Kenanga Research & Investment

Scientex Bhd - FY15 Meets Consensus

kiasutrader
Publish date: Wed, 30 Sep 2015, 09:37 AM

Period

4Q15/FY15

Actual vs. Expectations

FY15 core net profit (CNP) of RM149.2m came in within consensus forecast (RM156.3m) at 95% but slightly above ours (RM140.7m) at 106%, likely due to higher-than-expected margins from its new consumer packaging lines.

Property sales at RM515.7m exceeded our forecast by 11% due to higher volume of affordable housing launches.

The group also recorded a revaluation gain on investment properties of RM12.6m, which was excluded from our CNP calculations.

Dividends

A final dividend of 13.0 sen was declared, bringing FY15 NDPS to 22.0 sen (3.1% yield), higher than our expected 19.5 sen. This represents 31% of EPS, meeting its 30% dividend payout policy. Key highlights

YoY, FY15 CNP at RM149.2m was flat. Although Property EBIT improved 45% to RM175.4m and Manufacturing EBIT increased 12% to RM76.8m, overall earnings were dragged down by RM27.2m of forex loss realised as the company pared down its USD borrowings by 80% to RM55.9m. The company also saw higher effective taxation (from 19% to 27%) due to timing of its deferred tax recognition, which should normalise in the next financial year.

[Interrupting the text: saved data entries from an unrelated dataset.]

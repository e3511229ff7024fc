//! CLI command definitions and handlers

use anyhow::Result;
use clap::Parser;
use std::path::PathBuf;

use cubefaces::generator::{find_converter, find_reprojector, PlannedFace};
use cubefaces::{
    Config, CubefaceError, FaceGenerator, FaceResult, FaceStatus, FailurePolicy, Gdalwarp,
    GenerationReport, Magick, Options, Request, FACES,
};

/// cubefaces - gnomonic cube faces from an equirectangular planet image
#[derive(Parser, Debug)]
#[command(name = "cubefaces")]
#[command(version)]
#[command(about = "Make gnomonic cube faces (+X, -X, +Y, -Y, +Z, -Z) from a WGS84 image")]
#[command(after_help = "\
EXAMPLES:
    cubefaces 32k.Mars.Surface.tif mars_basecolor 2048 sRGB .
    cubefaces mars.tif mars 512 sRGB out --dry-run
    cubefaces mars.tif mars 512 sRGB out --fail-fast --json

OUTPUT:
    <output_path>/<output_name>_{px,nx,py,ny,pz,nz}.tif   reprojected rasters
    <output_path>/<output_name>_{px,nx,py,ny,pz,nz}.png   final faces

REQUIRES:
    gdalwarp (GDAL) and magick or convert (ImageMagick) on PATH,
    or their paths set in ~/.config/cubefaces/config.yaml")]
pub struct Cli {
    /// Equirectangular WGS84 (EPSG:4326) source image
    pub input_image: PathBuf,

    /// Filename prefix for all outputs
    pub output_name: String,

    /// Width and height of each face in pixels
    #[arg(allow_negative_numbers = true, value_parser = clap::value_parser!(u32).range(1..))]
    pub size: u32,

    /// Colorspace tag for the converter (e.g. sRGB)
    pub colorspace: String,

    /// Existing directory for all outputs
    pub output_path: PathBuf,

    /// Config file (default: ~/.config/cubefaces/config.yaml)
    #[arg(short, long)]
    pub config: Option<PathBuf>,

    /// Stop at the first failed face
    #[arg(long)]
    pub fail_fast: bool,

    /// Per-step timeout in seconds
    #[arg(long)]
    pub timeout: Option<u64>,

    /// Print the commands without running them
    #[arg(long)]
    pub dry_run: bool,

    /// Output as JSON
    #[arg(long)]
    pub json: bool,

    /// Minimal output
    #[arg(short, long)]
    pub quiet: bool,

    /// Verbose output
    #[arg(short, long)]
    pub verbose: bool,
}

impl Cli {
    fn request(&self) -> Request {
        Request {
            input_image: self.input_image.clone(),
            output_name: self.output_name.clone(),
            size: self.size,
            colorspace: self.colorspace.clone(),
            output_path: self.output_path.clone(),
        }
    }

    /// Config file merged with command line overrides
    fn config(&self) -> Result<Config, CubefaceError> {
        let mut config = Config::load(self.config.as_deref())?;

        if self.fail_fast {
            config.on_failure = FailurePolicy::Abort;
        }
        if let Some(secs) = self.timeout {
            config.timeout_secs = Some(secs);
        }

        Ok(config)
    }
}

/// Run the CLI
pub async fn run(cli: Cli) -> Result<()> {
    let config = cli.config()?;
    let request = cli.request();
    request.validate()?;

    if cli.dry_run {
        return cmd_dry_run(&cli, &config, &request);
    }

    let reprojector = find_reprojector(&config).ok_or_else(|| CubefaceError::ToolMissing {
        tool: Gdalwarp::PROGRAM.to_string(),
        face: FACES[0].suffix,
    })?;
    let converter = find_converter(&config).ok_or_else(|| CubefaceError::ToolMissing {
        tool: "magick".to_string(),
        face: FACES[0].suffix,
    })?;

    tracing::debug!(
        "Using {} and {}",
        reprojector.program.display(),
        converter.program.display()
    );

    let generator = FaceGenerator::new(reprojector, converter, Options::from(&config));
    let show_progress = !cli.quiet && !cli.json;

    let report = generator
        .generate(&request, |result| {
            if show_progress {
                print_face_result(result);
            }
        })
        .await?;

    if cli.json {
        println!("{}", serde_json::to_string_pretty(&report)?);
    } else if !cli.quiet {
        print_summary(&report);
    }

    report.into_result()?;
    Ok(())
}

/// Print the commands a run would execute
fn cmd_dry_run(cli: &Cli, config: &Config, request: &Request) -> Result<()> {
    let generator = FaceGenerator::new(
        find_reprojector(config).unwrap_or_default(),
        find_converter(config).unwrap_or_else(Magick::default),
        Options::from(config),
    );
    let plan = generator.plan(request);

    if cli.json {
        let items: Vec<_> = plan
            .iter()
            .map(|p| {
                serde_json::json!({
                    "face": p.face.suffix,
                    "reproject": argv(&p.reproject),
                    "convert": argv(&p.convert),
                })
            })
            .collect();
        println!("{}", serde_json::to_string_pretty(&items)?);
    } else {
        for PlannedFace {
            face,
            reproject,
            convert,
        } in &plan
        {
            println!("# {} ({})", face.suffix, face.axis());
            println!("{}", reproject);
            println!("{}", convert);
        }
    }

    Ok(())
}

fn argv(invocation: &cubefaces_core::Invocation) -> Vec<String> {
    std::iter::once(invocation.program_name())
        .chain(invocation.args_lossy())
        .collect()
}

// Output formatting functions

fn print_face_result(result: &FaceResult) {
    let duration_str = format_duration(result.duration_ms);

    match result.status {
        FaceStatus::Done => println!(
            "[\x1b[2m{:>5}\x1b[0m] \x1b[32mok\x1b[0m {} -> {}",
            duration_str,
            result.face,
            result.png.display()
        ),
        FaceStatus::Failed => {
            println!(
                "[\x1b[2m{:>5}\x1b[0m] \x1b[31mFAIL\x1b[0m {}",
                duration_str, result.face
            );
            if let Some(error) = &result.error {
                print_errors(error);
            }
        }
        FaceStatus::Skipped => println!(
            "[\x1b[2m  -  \x1b[0m] \x1b[33mskip\x1b[0m {} \x1b[2m(earlier face failed)\x1b[0m",
            result.face
        ),
    }
}

fn print_errors(output: &str) {
    for line in output.lines() {
        println!("     \x1b[2m{}\x1b[0m", line);
    }
}

fn print_summary(report: &GenerationReport) {
    println!("----------------------------");
    let duration_str = format_duration(report.duration_ms);
    if report.success {
        println!("Total: {} All {} faces generated", duration_str, report.faces.len());
    } else {
        println!(
            "Total: {} {} face(s) failed: {}",
            duration_str,
            report.failed_faces().len(),
            report.failed_faces().join(", ")
        );
    }
}

/// Format duration in milliseconds to human-readable string
fn format_duration(ms: u64) -> String {
    if ms < 1000 {
        format!("{}ms", ms)
    } else if ms < 60000 {
        format!("{:.1}s", ms as f64 / 1000.0)
    } else {
        let mins = ms / 60000;
        let secs = (ms % 60000) / 1000;
        format!("{}m{}s", mins, secs)
    }
}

QoQ, 4Q15 CNP declined 7% to RM39.9m due to the aforementioned higher tax rate. Otherwise, PBT improved 36%, driven by higher Property EBIT, which increased 48% to RM61.6m due to one-off revaluation gains. Excluding the revaluation, Property EBIT would have only increased 18% to RM49.0m on higher affordable housing sales. Manufacturing EBIT rose 24% as margin increased from 6% to 8% due to higher sales of more profitable consumer products.

Outlook

The expansion of its CPP (total 12k MT p.a.) and BOPP films (total 60k MT p.a.) capacities for its consumer packaging division is on track and expected to be completed by end-2015 and mid- 2016, respectively. We expect the earnings contribution to increase FY16 revenue by 8% and improve margins from 8% to 9%.

The overall property market is expected to be challenging in 2015, especially in Johor. Going forward, we think the property segment’s sales trend could slacken due to tighter lending policies and poor market sentiment. However, SCIENTX is targeting to launch more affordable houses (c.90% of total launches) in the next two years which should provide some earnings resiliency.

Change to Forecasts

FY16E CNP increased by 9% to RM173.4 after imputing earnings contribution from SCIENTX's new production lines. We also introduce our FY17E CNP of RM198.7m.

Rating

UNDER REVIEW (previously UP)

Valuation

We place our recommendation UNDER REVIEW (previously TP at RM6.68 based on SoP with Manufacturing segment at 14x FY16E EPS) as we are in the midst of re-evaluating our sector valuation basis for our upcoming 4Q15 Strategy report. While we expect a positive bias on its TP due to the earnings upgrade, we expect to maintain our call as we reckon that its valuations remain fairly rich, while investors are generally more wary of potential earnings risks from property division. Furthermore, we expect a stronger USD to be negative to SCIENTX due to its negative net dollar exposure. Note that SCIENTX is trading at a 12% discount to the peers’ average PER of 12.0x which we think is justified by its lacklustre Property segment outlook.

Risks

Lower-than-expected crude oil prices,

Better-than-expected property sales forecast and/or margins.